The readings of today’s liturgy are from Luke (Acts of the Apostles), Paul (Galatians) and John’s Gospel.
With John we celebrate our own involvement in the building up of the Kingdom of God. Jesus, now glorified and seated at the right hand of the Father has sent the Spirit and that Spirit gives us peace and enables us to live as a forgiving and compassionate people.
In Luke we celebrate the dynamism of the Spirit seen in the preaching of the Good News and the way that the Kingdom of God has expanded on earth.

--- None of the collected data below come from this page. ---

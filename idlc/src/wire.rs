//! Wire types for the legacy descriptor format and the external-plugin
//! protocol (spec.md §4.7, §6). These are hand-authored `prost::Message`
//! structs for the subset of `descriptor.proto`/`plugin.proto` this
//! compiler touches, rather than a `protoc`-generated module: the crate
//! has no `build.rs` and never shells out to `protoc`.

use prost::Message;

#[derive(Clone, PartialEq, Message)]
pub struct FileDescriptorSet {
    #[prost(message, repeated, tag = "1")]
    pub file: Vec<FileDescriptorProto>,
}

#[derive(Clone, PartialEq, Message)]
pub struct FileDescriptorProto {
    #[prost(string, optional, tag = "1")]
    pub name: Option<String>,
    #[prost(string, optional, tag = "2")]
    pub package: Option<String>,
    #[prost(string, repeated, tag = "3")]
    pub dependency: Vec<String>,
    #[prost(message, repeated, tag = "4")]
    pub message_type: Vec<DescriptorProto>,
    #[prost(message, repeated, tag = "5")]
    pub enum_type: Vec<EnumDescriptorProto>,
    #[prost(message, repeated, tag = "6")]
    pub service: Vec<ServiceDescriptorProto>,
    #[prost(string, optional, tag = "12")]
    pub syntax: Option<String>,
}

#[derive(Clone, PartialEq, Message)]
pub struct DescriptorProto {
    #[prost(string, optional, tag = "1")]
    pub name: Option<String>,
    #[prost(message, repeated, tag = "2")]
    pub field: Vec<FieldDescriptorProto>,
    #[prost(message, repeated, tag = "3")]
    pub nested_type: Vec<DescriptorProto>,
    #[prost(message, repeated, tag = "4")]
    pub enum_type: Vec<EnumDescriptorProto>,
    #[prost(message, repeated, tag = "8")]
    pub oneof_decl: Vec<OneofDescriptorProto>,
}

#[derive(Clone, PartialEq, Message)]
pub struct OneofDescriptorProto {
    #[prost(string, optional, tag = "1")]
    pub name: Option<String>,
}

#[derive(Clone, Copy, PartialEq, Eq, prost::Enumeration)]
#[repr(i32)]
pub enum FieldProtoType {
    Double = 1,
    Float = 2,
    Int64 = 3,
    Uint64 = 4,
    Int32 = 5,
    Fixed64 = 6,
    Fixed32 = 7,
    Bool = 8,
    String = 9,
    Message = 11,
    Bytes = 12,
    Uint32 = 13,
    Enum = 14,
}

#[derive(Clone, Copy, PartialEq, Eq, prost::Enumeration)]
#[repr(i32)]
pub enum FieldProtoLabel {
    Optional = 1,
    Required = 2,
    Repeated = 3,
}

#[derive(Clone, PartialEq, Message)]
pub struct FieldDescriptorProto {
    #[prost(string, optional, tag = "1")]
    pub name: Option<String>,
    #[prost(int32, optional, tag = "3")]
    pub number: Option<i32>,
    #[prost(enumeration = "FieldProtoLabel", optional, tag = "4")]
    pub label: Option<i32>,
    #[prost(enumeration = "FieldProtoType", optional, tag = "5")]
    pub r#type: Option<i32>,
    #[prost(string, optional, tag = "6")]
    pub type_name: Option<String>,
    #[prost(int32, optional, tag = "9")]
    pub oneof_index: Option<i32>,
}

#[derive(Clone, PartialEq, Message)]
pub struct EnumValueDescriptorProto {
    #[prost(string, optional, tag = "1")]
    pub name: Option<String>,
    #[prost(int32, optional, tag = "2")]
    pub number: Option<i32>,
}

#[derive(Clone, PartialEq, Message)]
pub struct EnumDescriptorProto {
    #[prost(string, optional, tag = "1")]
    pub name: Option<String>,
    #[prost(message, repeated, tag = "2")]
    pub value: Vec<EnumValueDescriptorProto>,
}

#[derive(Clone, PartialEq, Message)]
pub struct MethodDescriptorProto {
    #[prost(string, optional, tag = "1")]
    pub name: Option<String>,
    #[prost(string, optional, tag = "2")]
    pub input_type: Option<String>,
    #[prost(string, optional, tag = "3")]
    pub output_type: Option<String>,
}

#[derive(Clone, PartialEq, Message)]
pub struct ServiceDescriptorProto {
    #[prost(string, optional, tag = "1")]
    pub name: Option<String>,
    #[prost(message, repeated, tag = "2")]
    pub method: Vec<MethodDescriptorProto>,
}

/// Plugin-protocol request (spec.md §6): one serialized message written
/// to an external code generator's stdin.
#[derive(Clone, PartialEq, Message)]
pub struct CodeGeneratorRequest {
    #[prost(string, repeated, tag = "1")]
    pub file_to_generate: Vec<String>,
    #[prost(string, optional, tag = "2")]
    pub parameter: Option<String>,
    #[prost(message, repeated, tag = "15")]
    pub proto_file: Vec<FileDescriptorProto>,
}

#[derive(Clone, PartialEq, Message)]
pub struct CodeGeneratorResponseFile {
    #[prost(string, optional, tag = "1")]
    pub name: Option<String>,
    #[prost(string, optional, tag = "15")]
    pub content: Option<String>,
}

/// Plugin-protocol response, read back from the external generator's
/// stdout.
#[derive(Clone, PartialEq, Message)]
pub struct CodeGeneratorResponse {
    #[prost(string, optional, tag = "1")]
    pub error: Option<String>,
    #[prost(message, repeated, tag = "15")]
    pub file: Vec<CodeGeneratorResponseFile>,
}

#[cfg(test)]
mod tests {
    use super::*;

    #[test]
    fn round_trips_through_protobuf_wire_bytes() {
        let set = FileDescriptorSet {
            file: vec![FileDescriptorProto {
                name: Some("a.proto".into()),
                package: Some("pkg".into()),
                dependency: vec![],
                message_type: vec![DescriptorProto {
                    name: Some("M".into()),
                    field: vec![FieldDescriptorProto {
                        name: Some("x".into()),
                        number: Some(1),
                        label: Some(FieldProtoLabel::Optional as i32),
                        r#type: Some(FieldProtoType::Int32 as i32),
                        type_name: None,
                        oneof_index: None,
                    }],
                    nested_type: vec![],
                    enum_type: vec![],
                    oneof_decl: vec![],
                }],
                enum_type: vec![],
                service: vec![],
                syntax: Some("proto3".into()),
            }],
        };
        let bytes = set.encode_to_vec();
        let decoded = FileDescriptorSet::decode(bytes.as_slice()).unwrap();
        assert_eq!(decoded, set);
    }
}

Paul explains that to live under the guidance of the Spirit is to share in the death and resurrection of the Lord. It is to be freed from our sinful nature and it is to be led in a way of life in which Jesus himself is the standard: ‘it is no longer I who live, but he who lives in me’. With Paul we celebrate the many gifts of the Church community and the fruits of the Spirit in the lives of individuals.
The signs and symbols of the Feast of Pentecost are wonderful; the mighty wind and the tongues of fire. The wind expresses the movement of God through all of God’s creation. The tongues express the proclamation of the Good news. These tongues are of fire, which is the symbol of love and the agent of purification or judgement. The foreign languages symbolise the many nations that are called into the Kingdom of God.
We pray that the wind of God’s Spirit will blow into our lives and that our tongues will be loosened to proclaim the Good News.